Started my second-the-last class!


Now it is only 12 weeks and I'm done with my MBA. It has been a long journey of learning - and it has been worth it. Started yesterday the seminar on Global Management, and international trade will be the thing for the next six weeks. Very exciting!


To start I had to compare two types of economic blocs. A trade bloc is actually a kind of trade barrier where members of the bloc can import among themselves with low or no tariff and impose higher tariffs on imports from outside the bloc. Examples are NAFTA, EU, MercoSul, etc. I selected to talk about free-trade area and customs union.
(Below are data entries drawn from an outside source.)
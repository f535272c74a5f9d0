//! # Raster Rendering
//!
//! Paints the block matrix onto a padded canvas and encodes it.
//!
//! ## Layout
//!
//! ```text
//! ┌──────────────── width + left + right ────────────────┐
//! │                      top padding                     │
//! │      ┌────────┬────────┬────────┬────────┬────────┐  │
//! │ left │ block  │ block  │  ...   │        │        │  │ right
//! │      ├────────┼────────┼────────┼────────┼────────┤  │
//! │      │        │        │        │        │        │  │
//! │      └────────┴────────┴────────┴────────┴────────┘  │
//! │                    bottom padding                    │
//! └──────────────────────────────────────────────────────┘
//! ```
//!
//! Block size is `width / columns` by `height / rows` (integer division), so
//! any remainder stays background on the right and bottom edges.
//!
//! Drawing and encoding go through [`RasterBackend`]; [`ImageBackend`] is the
//! implementation on top of the `image` crate.

use image::{DynamicImage, GenericImage, ImageError, ImageFormat, RgbaImage};
use log::{debug, trace};
use std::io::Cursor;

use crate::color::{Color, Swatch};
use crate::error::{IdenticonError, Result};
use crate::matrix::BlockMatrix;

use super::Padding;

/// Minimal 2D drawing and encoding capability.
pub trait RasterBackend {
    type Canvas;
    type Format: Copy;

    /// Resolve a format name. Unknown names fail with [`IdenticonError::Format`].
    fn format(&self, name: &str) -> Result<Self::Format>;

    /// New RGBA canvas filled with `background`.
    fn new_canvas(&self, width: u32, height: u32, background: Color) -> Self::Canvas;

    /// Fill the inclusive rectangle `(x1, y1)..=(x2, y2)`.
    fn fill_rect(&self, canvas: &mut Self::Canvas, x1: u32, y1: u32, x2: u32, y2: u32, color: Color);

    /// Convert the RGBA canvas to the color mode `format` encodes. Formats
    /// without an alpha channel get an opaque canvas.
    fn prepare(&self, canvas: Self::Canvas, format: Self::Format) -> Self::Canvas;

    /// Encode `canvas` into `format`.
    fn encode(&self, canvas: &Self::Canvas, format: Self::Format) -> Result<Vec<u8>>;
}

/// [`RasterBackend`] backed by the `image` crate.
#[derive(Debug, Clone, Copy, Default)]
pub struct ImageBackend;

impl RasterBackend for ImageBackend {
    type Canvas = DynamicImage;
    type Format = ImageFormat;

    fn format(&self, name: &str) -> Result<ImageFormat> {
        match ImageFormat::from_extension(name) {
            Some(format) if format.writing_enabled() => Ok(format),
            _ => Err(IdenticonError::Format(name.to_string())),
        }
    }

    fn new_canvas(&self, width: u32, height: u32, background: Color) -> DynamicImage {
        DynamicImage::ImageRgba8(RgbaImage::from_pixel(width, height, background.to_rgba()))
    }

    fn fill_rect(&self, canvas: &mut DynamicImage, x1: u32, y1: u32, x2: u32, y2: u32, color: Color) {
        if canvas.width() == 0 || canvas.height() == 0 {
            return;
        }
        let pixel = color.to_rgba();
        let x_end = x2.min(canvas.width() - 1);
        let y_end = y2.min(canvas.height() - 1);
        for y in y1..=y_end {
            for x in x1..=x_end {
                canvas.put_pixel(x, y, pixel);
            }
        }
    }

    fn prepare(&self, canvas: DynamicImage, format: ImageFormat) -> DynamicImage {
        match format {
            ImageFormat::Jpeg => DynamicImage::ImageRgb8(canvas.to_rgb8()),
            ImageFormat::Farbfeld => DynamicImage::ImageRgba16(canvas.to_rgba16()),
            ImageFormat::Hdr => DynamicImage::ImageRgb32F(canvas.to_rgb32f()),
            ImageFormat::OpenExr => DynamicImage::ImageRgba32F(canvas.to_rgba32f()),
            _ => canvas,
        }
    }

    fn encode(&self, canvas: &DynamicImage, format: ImageFormat) -> Result<Vec<u8>> {
        let mut bytes = Vec::new();
        match canvas.write_to(&mut Cursor::new(&mut bytes), format) {
            Ok(()) => Ok(bytes),
            Err(ImageError::Unsupported(e)) => Err(IdenticonError::Format(e.to_string())),
            Err(e) => Err(e.into()),
        }
    }
}

/// Render `matrix` as an encoded image.
///
/// `width` and `height` size the block area; padding is added around it.
pub fn render_raster<B: RasterBackend>(
    backend: &B,
    matrix: &BlockMatrix,
    width: u32,
    height: u32,
    padding: Padding,
    swatch: Swatch<Color>,
    format_name: &str,
) -> Result<Vec<u8>> {
    // Resolve first so unknown formats fail before any drawing.
    let format = backend.format(format_name)?;

    let canvas_width = width
        .checked_add(padding.left)
        .and_then(|w| w.checked_add(padding.right))
        .ok_or_else(|| IdenticonError::Dimensions(format!("width {} with padding {:?}", width, padding)))?;
    let canvas_height = height
        .checked_add(padding.top)
        .and_then(|h| h.checked_add(padding.bottom))
        .ok_or_else(|| IdenticonError::Dimensions(format!("height {} with padding {:?}", height, padding)))?;
    let mut canvas = backend.new_canvas(canvas_width, canvas_height, swatch.background);

    let block_width = width / matrix.columns().max(1) as u32;
    let block_height = height / matrix.rows().max(1) as u32;
    trace!(
        "rendering {}x{} blocks of {}x{}px onto {}x{} canvas",
        matrix.rows(),
        matrix.columns(),
        block_width,
        block_height,
        canvas_width,
        canvas_height
    );

    if block_width > 0 && block_height > 0 {
        for (row, column) in matrix.filled() {
            let (row, column) = (row as u32, column as u32);
            let x1 = padding.left + column * block_width;
            let y1 = padding.top + row * block_height;
            let x2 = padding.left + (column + 1) * block_width - 1;
            let y2 = padding.top + (row + 1) * block_height - 1;
            backend.fill_rect(&mut canvas, x1, y1, x2, y2, swatch.foreground);
        }
    }

    let canvas = backend.prepare(canvas, format);
    backend.encode(&canvas, format).map_err(|e| match e {
        IdenticonError::Format(reason) => {
            debug!("{} encoder rejected the canvas: {}", format_name, reason);
            IdenticonError::Format(format_name.to_string())
        }
        other => other,
    })
}
//! # Digest Resolution
//!
//! Turns request data into the 16 bytes the rest of the pipeline consumes.
//!
//! Data is treated as an already computed digest when it is exactly as long as
//! the hex encoding of the configured algorithm's output *and* decodes as hex.
//! Anything else, including hex-length strings that are not hex, is hashed.
//!
//! ```text
//! "e19c1283c925b3206685ff522acfe3e6"  (32 hex chars, md5)  → used as-is
//! "qqwweerrttyyuuiiooppaassddffgghh"  (32 chars, not hex)   → md5(data)
//! "this is a test\n"                  (15 chars)            → md5(data)
//! ```

use log::trace;

use super::DigestAlgorithm;

/// Number of digest bytes consumed per identicon.
///
/// Fixed regardless of the configured algorithm's native size. Bytes past the
/// window are discarded, so the construction-time entropy check (which looks
/// at the native size) does not bound grids for digests longer than this.
pub const DIGEST_WINDOW: usize = 16;

/// The 16 digest bytes an identicon is derived from.
///
/// Byte 0 selects the foreground color; bytes 1..16 feed the block matrix.
#[derive(Debug, Clone, Copy, PartialEq, Eq)]
pub struct DigestBytes([u8; DIGEST_WINDOW]);

impl DigestBytes {
    /// Take the leading window of `digest`. Missing bytes stay zero.
    pub fn from_digest(digest: &[u8]) -> Self {
        let mut bytes = [0u8; DIGEST_WINDOW];
        let n = digest.len().min(DIGEST_WINDOW);
        bytes[..n].copy_from_slice(&digest[..n]);
        Self(bytes)
    }

    /// Byte reserved for color selection.
    pub fn color_byte(&self) -> u8 {
        self.0[0]
    }

    /// Bytes used for grid construction.
    pub fn grid_bytes(&self) -> &[u8] {
        &self.0[1..]
    }

    pub fn as_bytes(&self) -> &[u8; DIGEST_WINDOW] {
        &self.0
    }
}

/// Resolve `data` into digest bytes using `algorithm`, whose native output
/// is `digest_len` bytes.
///
/// Never fails. Digests shorter than [`DIGEST_WINDOW`] are zero-extended;
/// [`crate::Generator`] rejects such algorithms up front.
pub fn resolve(data: &str, algorithm: &dyn DigestAlgorithm, digest_len: usize) -> DigestBytes {
    let digest = match decode_hex_digest(data, digest_len) {
        Some(digest) => {
            trace!("input is a {} hex digest, skipping hash", algorithm.name());
            digest
        }
        None => {
            trace!("hashing {} bytes of input with {}", data.len(), algorithm.name());
            algorithm.digest(data.as_bytes())
        }
    };

    DigestBytes::from_digest(&digest)
}

/// Decode `data` as a hex digest when it has the length of one.
fn decode_hex_digest(data: &str, digest_len: usize) -> Option<Vec<u8>> {
    if data.chars().count() / 2 != digest_len {
        return None;
    }
    hex::decode(data).ok()
}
Free trade are is a kind of bloc where members remove trade barriers for participants of the bloc, and keep their own national barriers against countries which are not members of the block. NAFTA is an example os this kind of bloc. In customs unions, on another hand, members remove all barriers amongst participants and adopt uniform barriers against external countries. An example is the MercoSul, formed by Argentina, Brazil, Paraguay and Uruguay, having Bolivia, Chile, Colombia, Ecuador and Peru as associate members. Venezuela signed an agreement to be a member but it has not been ratified by the Brazilian senate yet.


Speaking of the Mercosur, I know that the it has had many challenges, economical and political implications. Recently Venezuela has signed an agreement to join, but because Hugo Chaves is Hugo Chaves, the Brazilian senate is putting resistance to approve the deal. In a declaration some time ago, Hugo called the Brazilian congress "subservient" to the U.S. Now he and his country may pay the price of his big mouth.


Another interesting episode was the attempt to create FTAA, the Free Trade Area of the Americas. It faced opposition from other formed blocs, mostly MercoSur, and has not become anything yet. In the meantime, MercoSur has increased his reach with associate countries... it is a political game. SO what we had was many bilateral treaties between US/NAFTA and other countries, which led to pressures on other blocs. The USTR.gov site's last press release on the FTAA is from 2005... I assume things are blocked for now.

So, the next six weeks will be great - I expect exciting discussions on international trade and its implications to business. Will keep the blog updated.